1. Filter the extract: Include only the date range and dimension values relevant to the workbook. A 3-year extract for a dashboard showing only the last 12 months is unnecessarily large.

2. Aggregate to the view level: If your dashboard shows monthly totals, aggregate the extract to monthly granularity. Storing daily rows when you only need monthly summaries increases file size and query time.

3. Hide unused fields: Any field hidden in the workbook is excluded from the extract. Remove all fields not used in any worksheet to reduce extract size.

4. Extract optimisation (materialise calculations): In the Extract dialog, click Optimise Extract to pre-calculate any calculated fields and store the results in the extract. This trades extract creation time for faster query time.

5. Use integers for high-cardinality string IDs: If you join on a Customer ID that is currently a string, converting it to an integer reduces memory usage and improves join performance.

6. Split large extracts with context filters: For very large extracts used across multiple dashboards, consider creating separate, smaller, purpose-built extracts for each dashboard rather than one large all-purpose extract.

NoteHow To: Configuring Extract Filters in Tableau Desktop
  1. On the Data Source Page, select Extract and click Edit.
  2. In the Extract Data dialog, click Add under Filters.
  3. Select the field to filter on (e.g., Order Date).
  4. Set the filter condition (e.g., Relative Date: Last 2 years).
  5. Click Add again for a second filter (e.g., Region = "East", "West").
  6. Under Aggregation, tick Aggregate data for visible dimensions if you want to pre-aggregate.
  7. Click OK and then trigger the extract refresh.

[Insert screenshot of the Extract Data dialog showing a date filter, an aggregation setting, and the field list with several fields checked for hiding]


17.6 Subscriptions and Data-Driven Alerts

NoteKeeping Stakeholders Informed Automatically

Once workbooks are published to Tableau Server or Cloud, you can set up automated delivery mechanisms so stakeholders receive insights without visiting the server manually.

Subscriptions: Send a scheduled email containing a PNG screenshot of a specified view. Recipients receive the dashboard image directly in their email at a configured time (e.g., every Monday at 8 AM). Set up via: open the published view on Server > Subscribe (envelope icon) > set schedule and recipients.

Data-driven alerts: Trigger an email notification when a specific value crosses a threshold (e.g., “send me an alert when daily sales fall below $10,000”).

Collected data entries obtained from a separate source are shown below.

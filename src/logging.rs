//! Tracing initialization.
//! Builds a subscriber with EnvFilter, compact or JSON formatting on stderr, and optional file logging.
//!
//! Behavior:
//! - Log level is driven by LogLevel (no RUST_LOG override here).
//! - stdout is left to command output; logs always go to stderr.
//! - If `log_file` is provided and passes safety checks, a non-blocking file layer is added.
//!
//! Implementation notes:
//! - File logging uses tracing_appender::non_blocking; the returned guard must be held until exit.
//! - We refuse file logging if any ancestor of the file path is a symlink.

use anyhow::Result;
use chrono::Local;
use datum::LogLevel;
use datum::config::{default_log_path, path_has_symlink_ancestor};
use datum::output as out;
use std::fmt as stdfmt;
use std::fs::{File, OpenOptions};
use std::path::Path;
use tracing_appender::non_blocking::WorkerGuard;
use tracing_subscriber::filter::EnvFilter;
use tracing_subscriber::fmt as tsfmt;
use tracing_subscriber::fmt::MakeWriter;
use tracing_subscriber::fmt::time::FormatTime;
use tracing_subscriber::layer::{Layer, Layered, SubscriberExt};
use tracing_subscriber::registry::Registry;
use tracing_subscriber::util::SubscriberInitExt;

type Filtered = Layered<EnvFilter, Registry>;
type BoxedLayer = Box<dyn Layer<Filtered> + Send + Sync>;

/// Human-friendly timestamp formatter (DD/MM/YY HH:MM:SS)
struct LocalHumanTime;
impl FormatTime for LocalHumanTime {
    fn format_time(&self, w: &mut tsfmt::format::Writer<'_>) -> stdfmt::Result {
        write!(w, "{}", Local::now().format("%d/%m/%y %H:%M:%S"))
    }
}

fn env_filter_for(lvl: LogLevel) -> EnvFilter {
    let directive = match lvl {
        LogLevel::Quiet => "error",
        LogLevel::Normal => "info",
        LogLevel::Info => "debug",
        LogLevel::Debug => "trace",
    };
    EnvFilter::new(directive)
}

fn fmt_layer<W>(json: bool, ansi: bool, writer: W) -> BoxedLayer
where
    W: for<'w> MakeWriter<'w> + Send + Sync + 'static,
{
    let base = tsfmt::layer()
        .with_timer(LocalHumanTime)
        .with_level(true)
        .with_target(true)
        .with_ansi(ansi)
        .with_writer(writer);
    if json {
        base.json().boxed()
    } else {
        base.compact().boxed()
    }
}

fn open_append(path: &Path) -> std::io::Result<File> {
    let mut opts = OpenOptions::new();
    opts.create(true).append(true);
    #[cfg(unix)]
    {
        use std::os::unix::fs::OpenOptionsExt;
        opts.mode(0o600);
    }
    opts.open(path)
}

/// Try to open the log file: refuse symlinked ancestors, create the parent, open for append.
fn maybe_open_log_file(path: &Path) -> Option<File> {
    match path_has_symlink_ancestor(path) {
        Ok(false) => {}
        Ok(true) => {
            out::print_warn(&format!(
                "Refusing to enable file logging: ancestor of {} is a symlink",
                path.display()
            ));
            return None;
        }
        Err(e) => {
            out::print_warn(&format!("Cannot check log path {}: {e}", path.display()));
            return None;
        }
    }
    if let Some(parent) = path.parent() {
        let _ = std::fs::create_dir_all(parent);
    }
    match open_append(path) {
        Ok(f) => Some(f),
        Err(e) => {
            out::print_warn(&format!("Failed to open log file {}: {e}", path.display()));
            None
        }
    }
}

/// Initialize tracing. Returns a WorkerGuard when a file layer is active.
pub fn init_tracing(lvl: LogLevel, log_file: Option<&Path>, json: bool) -> Result<Option<WorkerGuard>> {
    let stderr_ansi = atty::is(atty::Stream::Stderr);
    let mut layers: Vec<BoxedLayer> = vec![fmt_layer(json, stderr_ansi, std::io::stderr)];
    let mut guard = None;

    if let Some(path) = log_file {
        if let Some(file) = maybe_open_log_file(path) {
            let (writer, g) = tracing_appender::non_blocking(file);
            layers.push(fmt_layer(json, false, writer));
            guard = Some(g);
        } else if let Some(def) = default_log_path().filter(|d| d != path) {
            out::print_info(&format!(
                "Logs continue on stderr. The default log path may work instead: {}",
                def.display()
            ));
        }
    }

    Registry::default()
        .with(env_filter_for(lvl))
        .with(layers)
        .try_init()?;
    Ok(guard)
}
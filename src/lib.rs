//! Core library for `datum`.
//!
//! Departmental document storage: file records mirrored in a metadata store,
//! contents in a blob store, and the relocation routine that moves or copies a
//! record (and, across containers, its blob) between containers.
//!
//! Stores are traits (`store::MetadataStore`, `store::BlobStore`,
//! `store::DirectoryLookup`); `store::memory` and `store::fs` provide backends.

pub mod batch;
pub mod cli;
pub mod config;
pub mod errors;
pub mod files;
pub mod journal;
pub mod model;
pub mod output;
pub mod relocate;
pub mod shutdown;
pub mod store;

pub use batch::{BatchFailure, BatchReport, relocate_many};
pub use config::{Config, LogLevel, default_config_path, default_log_path};
pub use errors::{ConflictReason, DatumError};
pub use files::{FileService, UploadRequest};
pub use journal::{IntentJournal, ReconcileOutcome, ReconcileReport, RelocationIntent, reconcile};
pub use model::{Container, ContainerKind, ContainerRef, FileRecord, LogicalPath, RecordPath};
pub use relocate::{BlobTransfer, DocumentRelocator, RelocateOptions, Relocation, RelocationPlan};
pub use store::{BlobStore, DirectoryLookup, MetadataStore, StoreError};
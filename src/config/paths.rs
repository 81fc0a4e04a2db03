//! Default path helpers and symlink checks.
//! Determines OS-appropriate config/data/log paths and detects symlinked ancestors for safety.

use dirs::{config_dir, data_dir};
use std::env;
use std::fs;
use std::io;
use std::path::{Path, PathBuf};

use super::CONFIG_ENV;

/// Config file location: `$DATUM_CONFIG` if set, else `<config dir>/datum/config.xml`.
pub fn default_config_path() -> Option<PathBuf> {
    if let Some(p) = env::var_os(CONFIG_ENV)
        && !p.is_empty()
    {
        return Some(PathBuf::from(p));
    }
    if let Some(base) = config_dir() {
        return Some(base.join("datum").join("config.xml"));
    }
    env::var_os("HOME").map(|h| PathBuf::from(h).join(".config").join("datum").join("config.xml"))
}

/// Root for local stores and the journal: `<data dir>/datum`.
pub fn default_data_dir() -> Option<PathBuf> {
    if let Some(base) = data_dir() {
        return Some(base.join("datum"));
    }
    env::var_os("HOME").map(|h| PathBuf::from(h).join(".local").join("share").join("datum"))
}

/// Log file beside the data: `<data dir>/datum/datum.log`.
pub fn default_log_path() -> Option<PathBuf> {
    default_data_dir().map(|d| d.join("datum.log"))
}

/// Return true if any existing ancestor of `path` is a symlink.
pub fn path_has_symlink_ancestor(path: &Path) -> io::Result<bool> {
    let mut p = path.parent();
    while let Some(anc) = p {
        if anc.exists() {
            let meta = fs::symlink_metadata(anc)?;
            if meta.file_type().is_symlink() {
                return Ok(true);
            }
        }
        p = anc.parent();
    }
    Ok(false)
}
#[cfg(test)]
mod tests {
    use super::*;

    #[test]
    fn default_record_sets_per_kind() {
        assert_eq!(ContainerKind::Departmental.default_record_set(), "files");
        assert_eq!(ContainerKind::BuyerScoped.default_record_set(), "Quotes");
        assert_eq!(ContainerKind::ManufacturerScoped.default_record_set(), "Products");
    }

    #[test]
    fn record_path_applies_default_record_set() {
        let p = LogicalPath::department("acme", "dept-A").unwrap();
        let rp = p.record_path("invoice.pdf").unwrap();
        assert_eq!(rp.to_string(), "tenants/acme/departments/dept-A/files/invoice.pdf");
        assert!(rp.is_document());
        assert_eq!(rp.leaf(), "invoice.pdf");

        let b = LogicalPath::buyer("acme", "buyer-B").unwrap();
        assert_eq!(
            b.record_path("x").unwrap().to_string(),
            "tenants/acme/buyers/buyer-B/Quotes/x"
        );
    }

    #[test]
    fn container_document_and_sibling_collections() {
        let rp = LogicalPath::department("acme", "dept-A")
            .unwrap()
            .record_path("invoice.pdf")
            .unwrap();
        let container = rp.parent_document().unwrap();
        assert_eq!(container.to_string(), "tenants/acme/departments/dept-A");
        assert_eq!(
            container.collection("archive").unwrap().to_string(),
            "tenants/acme/departments/dept-A/archive"
        );
        assert!(container.collection("../x").is_err());
        assert!(rp.collection("files").unwrap().parent_document().is_none());

        let top = RecordPath::from_segments(["tenants", "acme"]).unwrap();
        assert!(top.parent_document().is_none());
        assert!(RecordPath::from_segments(Vec::<String>::new()).is_err());
    }

    #[test]
    fn same_container_ignores_record_set() {
        let a = LogicalPath::department("acme", "hr").unwrap();
        let b = a.clone().with_record_set("otherFiles").unwrap();
        assert!(a.same_container(&b));

        let other_tenant = LogicalPath::department("globex", "hr").unwrap();
        assert!(!a.same_container(&other_tenant));

        let buyer_same_id = LogicalPath::buyer("acme", "hr").unwrap();
        assert!(!a.same_container(&buyer_same_id));
    }

    #[test]
    fn container_ref_parses_kind_id_and_record_set() {
        let r: ContainerRef = "dept:hr".parse().unwrap();
        assert_eq!(r.container, Container::Department("hr".into()));
        assert_eq!(r.record_set, None);

        let r: ContainerRef = "Buyer:b-7/Archive".parse().unwrap();
        assert_eq!(r.container, Container::Buyer("b-7".into()));
        assert_eq!(r.record_set.as_deref(), Some("Archive"));

        assert!("warehouse:w1".parse::<ContainerRef>().is_err());
        assert!("dept".parse::<ContainerRef>().is_err());
        assert!("dept:".parse::<ContainerRef>().is_err());
        assert!("dept:a/b/c".parse::<ContainerRef>().is_err());
    }

    #[test]
    fn segments_reject_traversal() {
        assert!(LogicalPath::department("acme", "..").is_err());
        let p = LogicalPath::department("acme", "hr").unwrap();
        assert!(p.record_path("../etc").is_err());
        assert!(p.record_path("").is_err());
    }

    #[test]
    fn blob_path_template() {
        assert_eq!(
            blob_path_for(ContainerKind::BuyerScoped, "buyer-B", "invoice.pdf"),
            "Buyers/buyer-B/invoice.pdf"
        );
    }

    #[test]
    fn file_record_wire_names() {
        let rec = FileRecord {
            id: "a".into(),
            name: "a.txt".into(),
            file_path: "Departments/HR/a".into(),
            download_url: "mem://Departments/HR/a".into(),
            uploaded_by: "u1".into(),
            uploaded_by_name: "Uma".into(),
            uploaded_at: DateTime::<Utc>::UNIX_EPOCH,
            tags: vec![],
        };
        let json = serde_json::to_value(&rec).unwrap();
        assert!(json.get("downloadURL").is_some());
        assert!(json.get("filePath").is_some());
        assert!(json.get("uploadedByName").is_some());
    }
}
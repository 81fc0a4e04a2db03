//! Config validation logic.
//! Checks the tenant and department names, creates missing store roots, probes
//! writability, and keeps the metadata, blob and journal trees apart.

use anyhow::{Context, Result, bail};
use std::fs;
use std::path::Path;
use tracing::{debug, error, info};

use super::types::Config;
use crate::model::validate_segment;

impl Config {
    /// Validate identifiers, prepare directories, and reject overlapping roots.
    pub fn validate(&self) -> Result<()> {
        validate_segment(&self.tenant, "tenant").context("invalid tenant")?;
        for (id, name) in &self.departments {
            validate_segment(id, "department id")
                .and_then(|_| validate_segment(name, "department display name"))
                .with_context(|| format!("invalid department entry '{id}'"))?;
        }

        let mut roots: Vec<(&str, &Path)> = vec![
            ("metadata_root", self.metadata_root.as_path()),
            ("blob_root", self.blob_root.as_path()),
        ];
        if let Some(j) = self.journal_dir.as_deref() {
            roots.push(("journal_dir", j));
        }

        for (name, dir) in &roots {
            ensure_dir_is_or_create(dir, name)?;
            ensure_writable(dir, name)?;
        }

        // Resolve symlinks and require every pair of roots to be disjoint.
        let real: Vec<(&str, std::path::PathBuf)> = roots
            .iter()
            .map(|(n, p)| (*n, fs::canonicalize(p).unwrap_or_else(|_| p.to_path_buf())))
            .collect();
        for (i, (a_name, a)) in real.iter().enumerate() {
            for (b_name, b) in real.iter().skip(i + 1) {
                if a == b {
                    bail!("{a_name} and {b_name} resolve to the same path: '{}'", a.display());
                }
                if a.starts_with(b) || b.starts_with(a) {
                    bail!(
                        "{a_name} '{}' and {b_name} '{}' must not be nested",
                        a.display(),
                        b.display()
                    );
                }
            }
        }

        info!(
            tenant = %self.tenant,
            metadata = %self.metadata_root.display(),
            blobs = %self.blob_root.display(),
            journal = %self.journal_dir.as_ref().map(|p| p.display().to_string()).unwrap_or_else(|| "<none>".into()),
            "Config validated"
        );
        Ok(())
    }
}

/// Ensure directory exists (create if missing). If exists, it must be a directory.
fn ensure_dir_is_or_create(path: &Path, name: &str) -> Result<()> {
    if path.exists() {
        if !path.is_dir() {
            error!("{name} exists but isn't a directory: {}", path.display());
            bail!("{name} exists but isn't a directory: {}", path.display());
        }
    } else {
        fs::create_dir_all(path)
            .with_context(|| format!("Failed to create {name} directory '{}'", path.display()))?;
        #[cfg(unix)]
        {
            use std::os::unix::fs::PermissionsExt;
            let _ = fs::set_permissions(path, fs::Permissions::from_mode(0o700));
        }
        info!("Created {name} directory: {}", path.display());
    }
    Ok(())
}

/// Ensure directory is writable using a create-then-remove probe file.
fn ensure_writable(path: &Path, name: &str) -> Result<()> {
    let probe = path.join(format!(".datum_probe_{}.tmp", std::process::id()));
    fs::OpenOptions::new()
        .create_new(true)
        .write(true)
        .open(&probe)
        .with_context(|| format!("Cannot write to {name} '{}'; check permissions", path.display()))?;
    let _ = fs::remove_file(&probe);
    debug!("{name} writable: {}", path.display());
    Ok(())
}

#[cfg(test)]
mod tests {
    use super::*;
    use tempfile::tempdir;

    #[test]
    fn creates_missing_roots() {
        let td = tempdir().unwrap();
        let mut cfg = Config::new("acme", td.path().join("meta"), td.path().join("blobs"));
        cfg.journal_dir = Some(td.path().join("journal"));
        cfg.validate().unwrap();
        assert!(td.path().join("meta").is_dir());
        assert!(td.path().join("blobs").is_dir());
        assert!(td.path().join("journal").is_dir());
    }

    #[test]
    fn nested_roots_are_rejected() {
        let td = tempdir().unwrap();
        let cfg = Config::new("acme", td.path().join("data"), td.path().join("data").join("blobs"));
        let err = cfg.validate().unwrap_err();
        assert!(err.to_string().contains("nested"), "{err}");
    }

    #[test]
    fn identical_roots_are_rejected() {
        let td = tempdir().unwrap();
        let cfg = Config::new("acme", td.path().join("x"), td.path().join("x"));
        let err = cfg.validate().unwrap_err();
        assert!(err.to_string().contains("same path"), "{err}");
    }

    #[test]
    fn bad_tenant_and_department_names_are_rejected() {
        let td = tempdir().unwrap();
        let cfg = Config::new("a/b", td.path().join("m"), td.path().join("b"));
        assert!(cfg.validate().is_err());

        let mut cfg = Config::new("acme", td.path().join("m"), td.path().join("b"));
        cfg.departments.insert("hr".into(), "Human/Resources".into());
        assert!(cfg.validate().is_err());
    }
}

Set up via: hover over a mark in the published view > Alert (bell icon) > define the condition and threshold.

Feature Trigger Output
Subscription Schedule (time-based) Screenshot image in email
Data-driven alert Condition (value-based) Text notification when threshold crossed

17.7 Summary

NoteKey Concepts at a Glance
Topic Key Feature Access Point
Sampling in Prep Quick sample / Random % / Full data Input step > Settings > Sampling
Validation Row count, null check, distribution check Output step Profile pane
Publish to Server Certified reusable data source Output step > Publish as Data Source
Export to file .hyper, .csv, .xlsx Output step > Save to File
Publish workbook Share with Server/Cloud users Desktop: Server > Publish Workbook
.twbx packaging Offline sharing Desktop: File > Export Packaged Workbook
Extract filters Reduce extract size Data Source Page > Extract > Edit > Filters
Subscriptions Scheduled email of view screenshot Published view > Subscribe
Data-driven alerts Email when value crosses threshold Published view > Alert
TipApplying This in Practice

The most overlooked aspect of the Tableau workflow is the last mile: sharing results in a way that actually reaches the decision-makers who need them. A beautifully built dashboard that sits unread on a server has zero business value. Set up subscriptions for your most important dashboards so that key stakeholders receive the insights automatically every Monday morning, before they even think to check the server. This habit transforms Tableau from a tool you use to a service your organisation relies on.